[DATA FOR ANALYSIS — start]

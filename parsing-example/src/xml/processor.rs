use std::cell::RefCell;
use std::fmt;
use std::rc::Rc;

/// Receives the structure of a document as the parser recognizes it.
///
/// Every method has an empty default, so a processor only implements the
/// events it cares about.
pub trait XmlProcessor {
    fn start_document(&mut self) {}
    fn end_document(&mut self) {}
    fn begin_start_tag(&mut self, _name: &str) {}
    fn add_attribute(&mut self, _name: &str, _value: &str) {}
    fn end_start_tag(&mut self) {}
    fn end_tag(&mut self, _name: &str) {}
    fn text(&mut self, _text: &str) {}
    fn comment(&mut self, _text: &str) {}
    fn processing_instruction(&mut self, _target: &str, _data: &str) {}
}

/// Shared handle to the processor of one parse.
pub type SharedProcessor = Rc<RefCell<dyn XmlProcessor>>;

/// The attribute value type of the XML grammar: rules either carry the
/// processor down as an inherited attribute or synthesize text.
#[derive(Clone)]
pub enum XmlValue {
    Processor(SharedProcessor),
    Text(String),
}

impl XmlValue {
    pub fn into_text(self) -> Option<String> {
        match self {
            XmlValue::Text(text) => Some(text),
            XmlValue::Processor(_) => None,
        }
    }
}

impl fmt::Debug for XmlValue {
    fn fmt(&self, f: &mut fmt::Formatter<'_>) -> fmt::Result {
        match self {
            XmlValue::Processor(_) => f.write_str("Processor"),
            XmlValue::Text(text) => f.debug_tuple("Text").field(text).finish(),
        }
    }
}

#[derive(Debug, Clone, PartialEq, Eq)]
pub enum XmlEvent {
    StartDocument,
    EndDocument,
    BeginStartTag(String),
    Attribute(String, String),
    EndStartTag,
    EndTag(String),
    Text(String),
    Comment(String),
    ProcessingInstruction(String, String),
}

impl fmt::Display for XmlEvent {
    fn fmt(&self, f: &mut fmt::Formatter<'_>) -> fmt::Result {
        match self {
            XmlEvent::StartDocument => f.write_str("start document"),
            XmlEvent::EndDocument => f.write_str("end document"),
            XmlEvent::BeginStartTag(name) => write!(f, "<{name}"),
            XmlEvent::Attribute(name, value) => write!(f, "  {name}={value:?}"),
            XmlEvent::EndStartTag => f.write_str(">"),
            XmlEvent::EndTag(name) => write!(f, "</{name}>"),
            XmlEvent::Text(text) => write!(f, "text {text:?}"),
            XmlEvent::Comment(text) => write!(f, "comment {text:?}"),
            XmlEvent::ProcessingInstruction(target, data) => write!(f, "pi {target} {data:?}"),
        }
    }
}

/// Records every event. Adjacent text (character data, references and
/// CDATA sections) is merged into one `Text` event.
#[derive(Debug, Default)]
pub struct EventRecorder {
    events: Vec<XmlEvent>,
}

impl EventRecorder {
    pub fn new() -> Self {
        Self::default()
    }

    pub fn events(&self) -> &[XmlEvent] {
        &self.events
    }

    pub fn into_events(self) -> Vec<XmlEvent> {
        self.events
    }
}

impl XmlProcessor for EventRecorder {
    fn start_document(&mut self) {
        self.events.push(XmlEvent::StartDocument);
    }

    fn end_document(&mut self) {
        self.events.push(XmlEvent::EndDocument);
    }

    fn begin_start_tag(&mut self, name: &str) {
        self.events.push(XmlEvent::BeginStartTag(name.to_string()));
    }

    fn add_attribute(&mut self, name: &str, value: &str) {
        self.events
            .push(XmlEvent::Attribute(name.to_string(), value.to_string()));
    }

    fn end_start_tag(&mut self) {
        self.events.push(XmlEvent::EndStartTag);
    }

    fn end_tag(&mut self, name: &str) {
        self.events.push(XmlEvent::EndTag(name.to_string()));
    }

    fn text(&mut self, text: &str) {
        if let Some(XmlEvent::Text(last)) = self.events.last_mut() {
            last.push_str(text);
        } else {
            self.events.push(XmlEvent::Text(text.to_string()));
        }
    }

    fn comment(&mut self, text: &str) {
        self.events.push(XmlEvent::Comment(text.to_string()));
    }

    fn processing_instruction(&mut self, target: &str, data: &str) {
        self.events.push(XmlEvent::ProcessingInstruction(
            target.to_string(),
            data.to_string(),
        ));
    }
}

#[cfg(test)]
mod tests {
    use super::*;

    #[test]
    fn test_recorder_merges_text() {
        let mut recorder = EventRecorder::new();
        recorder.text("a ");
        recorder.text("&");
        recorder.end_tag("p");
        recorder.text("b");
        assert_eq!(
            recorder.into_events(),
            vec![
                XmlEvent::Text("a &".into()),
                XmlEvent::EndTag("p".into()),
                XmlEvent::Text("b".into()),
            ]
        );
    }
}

[DATA FOR ANALYSIS — finish]
[DATA FOR ANALYSIS — start]

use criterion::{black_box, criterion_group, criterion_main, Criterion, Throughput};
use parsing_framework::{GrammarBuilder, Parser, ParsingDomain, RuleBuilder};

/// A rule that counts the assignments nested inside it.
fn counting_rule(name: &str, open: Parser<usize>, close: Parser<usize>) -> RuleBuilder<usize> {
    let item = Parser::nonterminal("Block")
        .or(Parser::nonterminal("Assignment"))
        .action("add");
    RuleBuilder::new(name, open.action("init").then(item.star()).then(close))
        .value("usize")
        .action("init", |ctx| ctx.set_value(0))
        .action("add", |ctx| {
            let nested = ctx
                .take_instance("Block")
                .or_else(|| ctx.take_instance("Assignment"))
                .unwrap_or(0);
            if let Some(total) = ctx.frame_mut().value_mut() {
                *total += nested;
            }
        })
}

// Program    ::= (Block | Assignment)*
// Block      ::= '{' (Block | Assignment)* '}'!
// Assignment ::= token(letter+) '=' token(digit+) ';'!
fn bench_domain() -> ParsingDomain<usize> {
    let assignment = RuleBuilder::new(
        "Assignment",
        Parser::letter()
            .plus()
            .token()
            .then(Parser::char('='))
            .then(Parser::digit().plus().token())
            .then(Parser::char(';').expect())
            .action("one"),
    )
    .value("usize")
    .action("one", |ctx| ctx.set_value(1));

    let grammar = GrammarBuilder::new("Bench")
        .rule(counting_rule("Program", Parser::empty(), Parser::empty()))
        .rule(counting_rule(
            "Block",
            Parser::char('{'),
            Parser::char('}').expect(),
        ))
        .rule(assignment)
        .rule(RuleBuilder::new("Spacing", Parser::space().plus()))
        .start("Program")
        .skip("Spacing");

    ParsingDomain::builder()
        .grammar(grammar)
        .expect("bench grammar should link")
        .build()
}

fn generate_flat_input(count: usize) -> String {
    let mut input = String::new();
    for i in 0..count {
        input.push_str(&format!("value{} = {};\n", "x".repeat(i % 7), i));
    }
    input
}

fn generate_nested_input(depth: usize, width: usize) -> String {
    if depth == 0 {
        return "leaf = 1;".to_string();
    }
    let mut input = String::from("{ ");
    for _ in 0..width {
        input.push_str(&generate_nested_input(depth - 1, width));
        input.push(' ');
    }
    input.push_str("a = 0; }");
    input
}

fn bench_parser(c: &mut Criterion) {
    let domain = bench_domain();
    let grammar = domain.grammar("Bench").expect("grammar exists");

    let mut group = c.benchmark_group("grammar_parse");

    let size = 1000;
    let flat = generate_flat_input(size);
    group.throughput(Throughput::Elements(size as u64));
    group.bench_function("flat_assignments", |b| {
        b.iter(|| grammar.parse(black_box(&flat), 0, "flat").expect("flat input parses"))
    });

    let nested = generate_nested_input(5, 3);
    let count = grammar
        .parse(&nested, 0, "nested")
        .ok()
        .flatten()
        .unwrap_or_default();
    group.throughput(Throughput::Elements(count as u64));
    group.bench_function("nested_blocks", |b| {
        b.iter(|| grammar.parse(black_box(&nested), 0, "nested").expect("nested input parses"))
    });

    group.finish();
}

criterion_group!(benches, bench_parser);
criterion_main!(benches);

[DATA FOR ANALYSIS — finish]
[DATA FOR ANALYSIS — start]

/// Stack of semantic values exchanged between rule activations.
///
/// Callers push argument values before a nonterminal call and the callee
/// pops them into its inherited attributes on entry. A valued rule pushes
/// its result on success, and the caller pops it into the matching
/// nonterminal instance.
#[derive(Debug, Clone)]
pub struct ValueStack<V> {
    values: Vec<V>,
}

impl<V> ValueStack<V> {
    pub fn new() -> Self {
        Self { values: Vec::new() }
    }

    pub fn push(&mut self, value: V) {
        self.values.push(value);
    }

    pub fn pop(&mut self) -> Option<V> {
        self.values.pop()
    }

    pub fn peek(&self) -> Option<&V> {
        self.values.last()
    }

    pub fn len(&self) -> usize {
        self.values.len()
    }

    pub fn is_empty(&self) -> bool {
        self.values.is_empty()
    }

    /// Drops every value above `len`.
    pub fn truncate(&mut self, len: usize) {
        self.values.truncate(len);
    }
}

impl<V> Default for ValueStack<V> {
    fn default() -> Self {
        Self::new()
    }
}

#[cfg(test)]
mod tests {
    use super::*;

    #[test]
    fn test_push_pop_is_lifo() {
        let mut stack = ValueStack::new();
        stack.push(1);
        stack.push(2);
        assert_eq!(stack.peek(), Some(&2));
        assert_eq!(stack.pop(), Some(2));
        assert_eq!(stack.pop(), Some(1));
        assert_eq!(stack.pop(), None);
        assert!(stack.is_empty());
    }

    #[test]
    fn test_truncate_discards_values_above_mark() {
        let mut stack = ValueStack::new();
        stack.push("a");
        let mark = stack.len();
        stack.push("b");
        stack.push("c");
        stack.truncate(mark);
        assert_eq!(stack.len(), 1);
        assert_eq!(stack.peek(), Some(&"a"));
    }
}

[DATA FOR ANALYSIS — finish]

_TASK REQUIREMENTS_: Retrieve each line from the records above where the word "nonterminal" occurs.

_EXPECTED ANSWER_:
    let item = Parser::nonterminal("Block")
        .or(Parser::nonterminal("Assignment"))
/// Callers push argument values before a nonterminal call and the callee
/// nonterminal instance.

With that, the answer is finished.